── Records to process ──

use std::collections::HashMap;

use tracing::debug;

use crate::error::KernelError;
use crate::halfedge::{ElementKind, HalfEdgeMesh, VertexId};
use crate::math::Point3;

use super::discretize::KernelMesh;
use super::KernelResult;

/// Splits every element into four through its edge midpoints.
///
/// Midpoints are shared between the two elements on either side of an edge,
/// so a conforming mesh stays conforming. Quadrilaterals also gain a center
/// node.
pub(super) fn subdivide(mesh: &KernelMesh) -> KernelMesh {
    let mut nodes = mesh.nodes.clone();
    let mut midpoints: HashMap<(usize, usize), usize> = HashMap::new();
    let mut elements = Vec::with_capacity(mesh.elements.len() * 4);
    let mut kinds = Vec::with_capacity(mesh.kinds.len() * 4);

    let mut midpoint = |a: usize, b: usize, nodes: &mut Vec<Point3>| -> usize {
        *midpoints.entry(normalize_edge(a, b)).or_insert_with(|| {
            let mid = nodes[a] + (nodes[b] - nodes[a]) * 0.5;
            nodes.push(mid);
            nodes.len() - 1
        })
    };

    for (element, &kind) in mesh.elements.iter().zip(&mesh.kinds) {
        match (kind, element.as_slice()) {
            (ElementKind::Triangle, &[a, b, c]) => {
                let mab = midpoint(a, b, &mut nodes);
                let mbc = midpoint(b, c, &mut nodes);
                let mca = midpoint(c, a, &mut nodes);
                elements.push(vec![a, mab, mca]);
                elements.push(vec![b, mbc, mab]);
                elements.push(vec![c, mca, mbc]);
                elements.push(vec![mab, mbc, mca]);
                kinds.extend([ElementKind::Triangle; 4]);
            }
            (ElementKind::Quadrilateral, &[a, b, c, d]) => {
                let mab = midpoint(a, b, &mut nodes);
                let mbc = midpoint(b, c, &mut nodes);
                let mcd = midpoint(c, d, &mut nodes);
                let mda = midpoint(d, a, &mut nodes);
                let center = Point3::from(
                    (nodes[a].coords + nodes[b].coords + nodes[c].coords + nodes[d].coords) / 4.0,
                );
                nodes.push(center);
                let m = nodes.len() - 1;
                elements.push(vec![a, mab, m, mda]);
                elements.push(vec![mab, b, mbc, m]);
                elements.push(vec![m, mbc, c, mcd]);
                elements.push(vec![mda, m, mcd, d]);
                kinds.extend([ElementKind::Quadrilateral; 4]);
            }
            _ => {
                elements.push(element.clone());
                kinds.push(kind);
            }
        }
    }

    debug!(
        before = mesh.elements.len(),
        after = elements.len(),
        "subdivided mesh"
    );

    KernelMesh {
        nodes,
        elements,
        kinds,
    }
}

/// Moves every interior node to the centroid of its one-ring neighbours.
/// Boundary nodes stay fixed. All nodes move at once from the previous
/// positions.
///
/// # Errors
///
/// Returns `KernelError::Failed` if the mesh connectivity is malformed.
pub(super) fn smooth(mesh: &mut KernelMesh, passes: usize) -> KernelResult<()> {
    for _ in 0..passes {
        let he = HalfEdgeMesh::build(&mesh.nodes, &mesh.elements, &mesh.kinds).map_err(|e| {
            KernelError::Failed {
                operation: "refine",
                reason: e.to_string(),
            }
        })?;
        let mut moved = mesh.nodes.clone();
        for (i, slot) in moved.iter_mut().enumerate() {
            let v = VertexId(i);
            if he.is_boundary(v).unwrap_or(true) {
                continue;
            }
            if let Ok(Some(centroid)) = he.neighbor_centroid(v) {
                *slot = centroid;
            }
        }
        mesh.nodes = moved;
    }
    Ok(())
}

fn normalize_edge(a: usize, b: usize) -> (usize, usize) {
    if a < b {
        (a, b)
    } else {
        (b, a)
    }
}

#[cfg(test)]
#[allow(clippy::unwrap_used)]
mod tests {
    use super::*;
    use crate::math::polygon_2d::signed_area_2d;

    fn two_triangles() -> KernelMesh {
        KernelMesh {
            nodes: vec![
                Point3::new(0.0, 0.0, 0.0),
                Point3::new(1.0, 0.0, 0.0),
                Point3::new(1.0, 1.0, 0.0),
                Point3::new(0.0, 1.0, 0.0),
            ],
            elements: vec![vec![0, 1, 2], vec![0, 2, 3]],
            kinds: vec![ElementKind::Triangle; 2],
        }
    }

    fn area(mesh: &KernelMesh) -> f64 {
        mesh.elements
            .iter()
            .map(|e| {
                let pts: Vec<Point3> = e.iter().map(|&i| mesh.nodes[i]).collect();
                signed_area_2d(&pts)
            })
            .sum()
    }

    #[test]
    fn subdivision_shares_midpoints() {
        let fine = subdivide(&two_triangles());
        assert_eq!(fine.elements.len(), 8);
        // 4 corners + 5 distinct edge midpoints
        assert_eq!(fine.nodes.len(), 9);
        assert!((area(&fine) - 1.0).abs() < 1e-12);
    }

    #[test]
    fn subdivided_elements_stay_counter_clockwise() {
        let fine = subdivide(&two_triangles());
        for e in &fine.elements {
            let pts: Vec<Point3> = e.iter().map(|&i| fine.nodes[i]).collect();
            assert!(signed_area_2d(&pts) > 0.0);
        }
    }

    #[test]
    fn quad_subdivision_adds_center() {
        let quad = KernelMesh {
            nodes: vec![
                Point3::new(0.0, 0.0, 0.0),
                Point3::new(2.0, 0.0, 0.0),
                Point3::new(2.0, 2.0, 0.0),
                Point3::new(0.0, 2.0, 0.0),
            ],
            elements: vec![vec![0, 1, 2, 3]],
            kinds: vec![ElementKind::Quadrilateral],
        };
        let fine = subdivide(&quad);
        assert_eq!(fine.elements.len(), 4);
        assert_eq!(fine.nodes.len(), 9);
        assert!((fine.nodes[8].x - 1.0).abs() < 1e-12);
        assert!((area(&fine) - 4.0).abs() < 1e-12);
    }

    #[test]
    fn smoothing_keeps_boundary_and_centers_interior() {
        // Square fan around an off-center interior node.
        let mut mesh = KernelMesh {
            nodes: vec![
                Point3::new(0.0, 0.0, 0.0),
                Point3::new(2.0, 0.0, 0.0),
                Point3::new(2.0, 2.0, 0.0),
                Point3::new(0.0, 2.0, 0.0),
                Point3::new(0.5, 0.7, 0.0),
            ],
            elements: vec![vec![0, 1, 4], vec![1, 2, 4], vec![2, 3, 4], vec![3, 0, 4]],
            kinds: vec![ElementKind::Triangle; 4],
        };
        smooth(&mut mesh, 1).unwrap();
        assert!((mesh.nodes[4].x - 1.0).abs() < 1e-12);
        assert!((mesh.nodes[4].y - 1.0).abs() < 1e-12);
        assert!((mesh.nodes[0].x).abs() < 1e-12);
        assert!((area(&mesh) - 4.0).abs() < 1e-12);
    }
}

───

## [Task statement]
Lines from the top of the data above through the line containing "use super::KernelResult;" must be repeated exactly. All other lines stay out.

## [Output]
use std::collections::HashMap;

use tracing::debug;

use crate::error::KernelError;
use crate::halfedge::{ElementKind, HalfEdgeMesh, VertexId};
use crate::math::Point3;

use super::discretize::KernelMesh;
use super::KernelResult;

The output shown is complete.